_TASK PROMPT_
All lines up to and including the one that contains "fn deref(&self) ->" are to be transcribed exactly, starting from the first line of the records.

======== DATA FOR THIS TASK ========

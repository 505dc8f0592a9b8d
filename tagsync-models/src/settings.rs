use config::{Config, File};
use serde::{self, Deserialize};
use std::{ops::Deref, sync::Arc};
use tagsync_error::SyncResult;
use tagsync_sdk::{AuthInfo, RetryPolicy};

#[derive(Debug, Clone)]
pub struct Settings(Arc<Inner>);

impl Deref for Settings {
    type Target = Inner;
    fn deref(&self) -> &Self::Target {
        self.0.as_ref()
    }
}

impl Settings {
    pub fn new(config_path: String) -> SyncResult<Self> {
        let builder = Config::builder()
            .add_source(File::with_name(config_path.as_str()).required(false))
            .add_source(
                config::Environment::with_prefix("TAGSYNC")
                    .separator("__")
                    .try_parsing(true),
            );
        let inner: Inner = builder.build()?.try_deserialize()?;
        Ok(Self(Arc::new(inner)))
    }
}

impl From<Inner> for Settings {
    fn from(inner: Inner) -> Self {
        Self(Arc::new(inner))
    }
}

#[derive(Debug, Clone, Deserialize, Default)]
pub struct Inner {
    #[serde(default)]
    pub auth: Auth,
    #[serde(default)]
    pub sync: SyncOptions,
    #[serde(default)]
    pub paths: Paths,
}

/// Relay account and device credentials.
///
/// The account triple plus the developer token authenticate against the
/// relay; the device credentials are forwarded to gateways by the proxy
/// endpoints.
#[derive(Debug, Clone, Deserialize, Default)]
pub struct Auth {
    #[serde(default)]
    pub account: String,
    #[serde(default)]
    pub username: String,
    #[serde(default)]
    pub password: String,
    #[serde(default)]
    pub developer_token: String,
    #[serde(default)]
    pub device_username: String,
    #[serde(default)]
    pub device_password: String,
}

impl Auth {
    pub fn to_auth_info(&self) -> AuthInfo {
        AuthInfo {
            account: self.account.clone(),
            username: self.username.clone(),
            password: self.password.clone(),
            developer_token: self.developer_token.clone(),
            device_username: self.device_username.clone(),
            device_password: self.device_password.clone(),
        }
    }
}

/// Engine behavior knobs.
#[derive(Debug, Clone, Deserialize)]
pub struct SyncOptions {
    /// Bulk historical mailbox poll interval (in seconds)
    #[serde(default = "SyncOptions::historical_poll_secs_default")]
    pub historical_poll_secs: u64,
    /// Live-value poll interval for forced-realtime tags (in seconds)
    #[serde(default = "SyncOptions::realtime_poll_secs_default")]
    pub realtime_poll_secs: u64,
    /// How often the metadata loop checks whether a refresh is due (in seconds)
    #[serde(default = "SyncOptions::metadata_poll_secs_default")]
    pub metadata_poll_secs: u64,
    /// Age after which the cached device/tag directory is rebuilt (in seconds)
    #[serde(default = "SyncOptions::metadata_refresh_secs_default")]
    pub metadata_refresh_secs: u64,
    /// Per-device timeout for proxy fetches during a metadata rebuild (in milliseconds)
    #[serde(default = "SyncOptions::device_fetch_timeout_ms_default")]
    pub device_fetch_timeout_ms: u64,
    /// Delay between launching successive per-device fetches (in milliseconds)
    #[serde(default = "SyncOptions::device_fetch_stagger_ms_default")]
    pub device_fetch_stagger_ms: u64,
    /// Read every tag live instead of draining the historical mailbox
    #[serde(default)]
    pub force_live: bool,
    /// Keep historical sync running for tags that are also read live
    #[serde(default)]
    pub combine_live_data: bool,
    /// Insert a group folder segment into local tag paths
    #[serde(default)]
    pub sort_tags_by_group: bool,
    /// Skip remote tag name validation and sanitize locally instead of
    /// rejecting
    #[serde(default)]
    pub tag_name_check_disabled: bool,
    /// Retry policy for failed metadata rebuilds
    #[serde(default)]
    pub metadata_retry: RetryPolicy,
}

impl Default for SyncOptions {
    fn default() -> Self {
        SyncOptions {
            historical_poll_secs: SyncOptions::historical_poll_secs_default(),
            realtime_poll_secs: SyncOptions::realtime_poll_secs_default(),
            metadata_poll_secs: SyncOptions::metadata_poll_secs_default(),
            metadata_refresh_secs: SyncOptions::metadata_refresh_secs_default(),
            device_fetch_timeout_ms: SyncOptions::device_fetch_timeout_ms_default(),
            device_fetch_stagger_ms: SyncOptions::device_fetch_stagger_ms_default(),
            force_live: false,
            combine_live_data: false,
            sort_tags_by_group: false,
            tag_name_check_disabled: false,
            metadata_retry: RetryPolicy::default(),
        }
    }
}

impl SyncOptions {
    fn historical_poll_secs_default() -> u64 {
        60
    }

    fn realtime_poll_secs_default() -> u64 {
        10
    }

    fn metadata_poll_secs_default() -> u64 {
        30
    }

    fn metadata_refresh_secs_default() -> u64 {
        3600
    }

    fn device_fetch_timeout_ms_default() -> u64 {
        15000
    }

    fn device_fetch_stagger_ms_default() -> u64 {
        100
    }
}

/// Filesystem locations the engine persists into.
#[derive(Debug, Clone, Deserialize)]
pub struct Paths {
    /// Sync-state record (last acknowledged transaction id)
    #[serde(default = "Paths::state_file_default")]
    pub state_file: String,
}

impl Default for Paths {
    fn default() -> Self {
        Paths {
            state_file: Paths::state_file_default(),
        }
    }
}

impl Paths {
    fn state_file_default() -> String {
        "./data/sync-state.json".into()
    }
}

========

_WRITTEN SOLUTION_
repository 505dc8f0592a9b8d
filename tagsync-models/src/settings.rs
use config::{Config, File};
use serde::{self, Deserialize};
use std::{ops::Deref, sync::Arc};
use tagsync_error::SyncResult;
use tagsync_sdk::{AuthInfo, RetryPolicy};

#[derive(Debug, Clone)]
pub struct Settings(Arc<Inner>);

impl Deref for Settings {
    type Target = Inner;
    fn deref(&self) -> &Self::Target {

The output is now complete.